GEF activates ras by cuasing it to exchange GTP for GDP.
What protein inactivates ras and how?
GAP (GTPPase activating protein) inactivates ras by causing it to hydrolyze GTP to GDP.
ras activates the first kinase in a cascade of ________.
Cytoplasmic serine/threonine kinases
What are two signal transduction pathways, besides G-protein linked and Receptor tyrosine kinases?
Cytokine receptor (used by myeloid and lymphoid cells)
integrin/cadherin junctional proteins (cell/matrix and cell/cell junctions)
What is interesting about cytokine receptor and RTK pathways?
They can overlap at the ras-kinase cascade pathway activated by RTKs.
What can activate transcription factors and send signals to the nucleus involving integrin receptors?
Junctional activation of ras.
What is the significance of a junction sending signals to the nucleus?
The structural assembly of focal adhesions and stress fibers in cell attached to matrix plays a feedback, regulatory role by telling the cell that it is attached to matrix in teh proper location. Helps cell survive and provide permission for cell to grow and divide.
What are two important functions of beta-catenin?

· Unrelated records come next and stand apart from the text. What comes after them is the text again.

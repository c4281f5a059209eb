// ABOUTME: Test support utilities.
// ABOUTME: Provides tracing setup, a scripted stand-in for the docker CLI and tree builders.

use boxrun::runtime::{CliEngine, EngineInfo, RuntimeType};
use std::fs;
use std::os::unix::fs::PermissionsExt;
use std::path::{Path, PathBuf};
use std::sync::Once;
use tempfile::TempDir;

static TRACING_INIT: Once = Once::new();

/// Initialize tracing for tests. Safe to call multiple times.
#[allow(dead_code)]
pub fn init_tracing() {
    TRACING_INIT.call_once(|| {
        use tracing_subscriber::EnvFilter;
        let filter = EnvFilter::from_default_env().add_directive("boxrun=debug".parse().unwrap());
        tracing_subscriber::fmt()
            .with_env_filter(filter)
            .with_test_writer()
            .try_init()
            .ok();
    });
}

/// Create `files` (relative paths) under `root`, with parent directories.
#[allow(dead_code)]
pub fn write_tree(root: &Path, files: &[&str]) {
    for file in files {
        let path = root.join(file);
        if let Some(parent) = path.parent() {
            fs::create_dir_all(parent).unwrap();
        }
        fs::write(&path, format!("contents of {file}\n")).unwrap();
    }
}

/// A shell script that answers like the docker CLI.
///
/// Every invocation is appended to `calls.log`. A build records the context
/// path and a listing of it, then runs `build` as its body; `run` runs the
/// `run` body. `version`, `rm`, `images` and `rmi` succeed.
#[allow(dead_code)]
pub struct FakeEngine {
    dir: TempDir,
    program: PathBuf,
}

#[allow(dead_code)]
impl FakeEngine {
    pub fn new(build: &str, run: &str) -> Self {
        Self::with_version(build, run, "echo 24.0.7-fake")
    }

    /// Engine whose daemon does not answer.
    pub fn unreachable() -> Self {
        Self::with_version(
            "exit 0",
            "exit 0",
            "echo 'Cannot connect to the Docker daemon at unix:///var/run/docker.sock.' >&2; exit 1",
        )
    }

    pub fn with_version(build: &str, run: &str, version: &str) -> Self {
        let dir = TempDir::new().unwrap();
        let state = dir.path();
        let script = format!(
            r#"#!/bin/sh
echo "$*" >> "{state}/calls.log"
case "$1" in
  version)
    {version}
    ;;
  build)
    for last; do :; done
    echo "$last" > "{state}/context_path"
    ls -A "$last" > "{state}/context_listing"
    {build}
    ;;
  run)
    {run}
    ;;
  images)
    echo sha256:aaa
    echo sha256:bbb
    echo sha256:aaa
    ;;
  *)
    exit 0
    ;;
esac
"#,
            state = state.display(),
        );

        let program = state.join("docker");
        fs::write(&program, script).unwrap();
        fs::set_permissions(&program, fs::Permissions::from_mode(0o755)).unwrap();
        Self { dir, program }
    }

    pub fn program(&self) -> &Path {
        &self.program
    }

    pub fn engine(&self) -> CliEngine {
        CliEngine::new(EngineInfo {
            runtime_type: RuntimeType::Docker,
            program: self.program.clone(),
        })
    }

    /// Invocations so far, one argument string per call.
    pub fn calls(&self) -> Vec<String> {
        fs::read_to_string(self.dir.path().join("calls.log"))
            .map(|log| log.lines().map(str::to_string).collect())
            .unwrap_or_default()
    }

    pub fn calls_to(&self, subcommand: &str) -> Vec<String> {
        self.calls()
            .into_iter()
            .filter(|c| c.split_whitespace().next() == Some(subcommand))
            .collect()
    }

    /// Build context handed to the most recent build.
    pub fn last_context(&self) -> Option<PathBuf> {
        fs::read_to_string(self.dir.path().join("context_path"))
            .ok()
            .map(|p| PathBuf::from(p.trim()))
    }

    /// Entries of the most recent build context.
    pub fn last_listing(&self) -> Vec<String> {
        fs::read_to_string(self.dir.path().join("context_listing"))
            .map(|l| l.lines().map(str::to_string).collect())
            .unwrap_or_default()
    }
}
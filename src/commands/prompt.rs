// ABOUTME: Terminal confirmation prompts for interactive commands.
// ABOUTME: Runs the blocking dialoguer prompt off the async workers.

use boxrun::error::{Error, Result};
use dialoguer::Confirm;

/// Ask a yes/no question on the terminal.
///
/// Fails when there is no terminal to ask on; callers offer `--yes` instead.
pub async fn confirm(prompt: String, default: bool) -> Result<bool> {
    let answer = tokio::task::spawn_blocking(move || {
        Confirm::new()
            .with_prompt(prompt)
            .default(default)
            .interact()
    })
    .await
    .map_err(|_| Error::Aborted)??;
    Ok(answer)
}
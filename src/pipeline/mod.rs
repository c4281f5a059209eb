// ABOUTME: Detection-and-containerized-execution pipeline for one project.
// ABOUTME: Resolves the recipe, stages the context, builds, runs and classifies.

mod classify;
mod executor;
mod outcome;

pub use classify::{StepResult, classify};
pub use executor::{
    DEFAULT_BUILD_TIMEOUT, DEFAULT_RUN_TIMEOUT, Executor, ExecutorSettings, LANG_BUILD_ARG,
};
pub use outcome::{ErrorKind, ExecutionOutcome, MAX_CAPTURED_BYTES};

use std::path::Path;
use tracing::debug;

use crate::stage::{BuildContext, RecipeBook};
use crate::types::{EcosystemId, ImageTag};

/// Runs an already-resolved project through stage, build, run and classify.
///
/// Never prompts and never returns an error: every failure is folded into
/// the returned [`ExecutionOutcome`].
#[derive(Clone)]
pub struct Pipeline {
    executor: Executor,
    recipes: RecipeBook,
}

impl Pipeline {
    pub fn new(executor: Executor, recipes: RecipeBook) -> Self {
        Self { executor, recipes }
    }

    pub fn executor(&self) -> &Executor {
        &self.executor
    }

    pub async fn run_project(
        &self,
        project: &Path,
        ecosystem: &EcosystemId,
        image_tag: &ImageTag,
    ) -> ExecutionOutcome {
        self.run_project_with(project, ecosystem, None, image_tag).await
    }

    /// Like [`Pipeline::run_project`], optionally naming the recipe file
    /// instead of resolving it from the ecosystem.
    pub async fn run_project_with(
        &self,
        project: &Path,
        ecosystem: &EcosystemId,
        recipe: Option<&Path>,
        image_tag: &ImageTag,
    ) -> ExecutionOutcome {
        let resolved = match recipe {
            Some(file) => self.recipes.recipe_at(file),
            None => self.recipes.recipe_for(ecosystem),
        };
        let recipe = match resolved {
            Ok(recipe) => recipe,
            Err(e) => return ExecutionOutcome::failure(ErrorKind::StageError, e.to_string()),
        };
        debug!(recipe = %recipe.path.display(), %ecosystem, "Resolved recipe");

        let project_path = project.to_path_buf();
        let staged =
            tokio::task::spawn_blocking(move || BuildContext::stage(&project_path, &recipe)).await;

        let context = match staged {
            Ok(Ok(context)) => context,
            Ok(Err(e)) => return ExecutionOutcome::failure(ErrorKind::StageError, e.to_string()),
            Err(e) => {
                return ExecutionOutcome::failure(
                    ErrorKind::StageError,
                    format!("staging task failed: {e}"),
                );
            }
        };

        self.executor
            .build_and_run(context, ecosystem, image_tag)
            .await
    }
}
// ABOUTME: Command module aggregator for the boxrun CLI.
// ABOUTME: Re-exports run, detect, languages, suite and clean command handlers.

mod clean;
mod detect;
mod engine;
mod prompt;
mod run;
mod suite;

pub use clean::clean;
pub use detect::{detect, languages};
pub use run::{RunArgs, run};
pub use suite::{SuiteArgs, suite};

1) helps link actin or intermediate filaments to cell-cell junctions
2) can move into nucleus and activate transcription factors the stimulate cell cycle is not bound up in junctions
What are two ways to prevent cytoplasmic veta-catenin from entering the nucleus and stimulating cell division?
a) APC (cytoplasmic protein that bind catenin and gets it degraded in proteasome
b) Cell-cell junctions
How are the effects of integrin and cadherin junctions opposite?
Cell-matrix junctions are permissive for cell division whereas cell-cell junctions are inhibitors of cell division.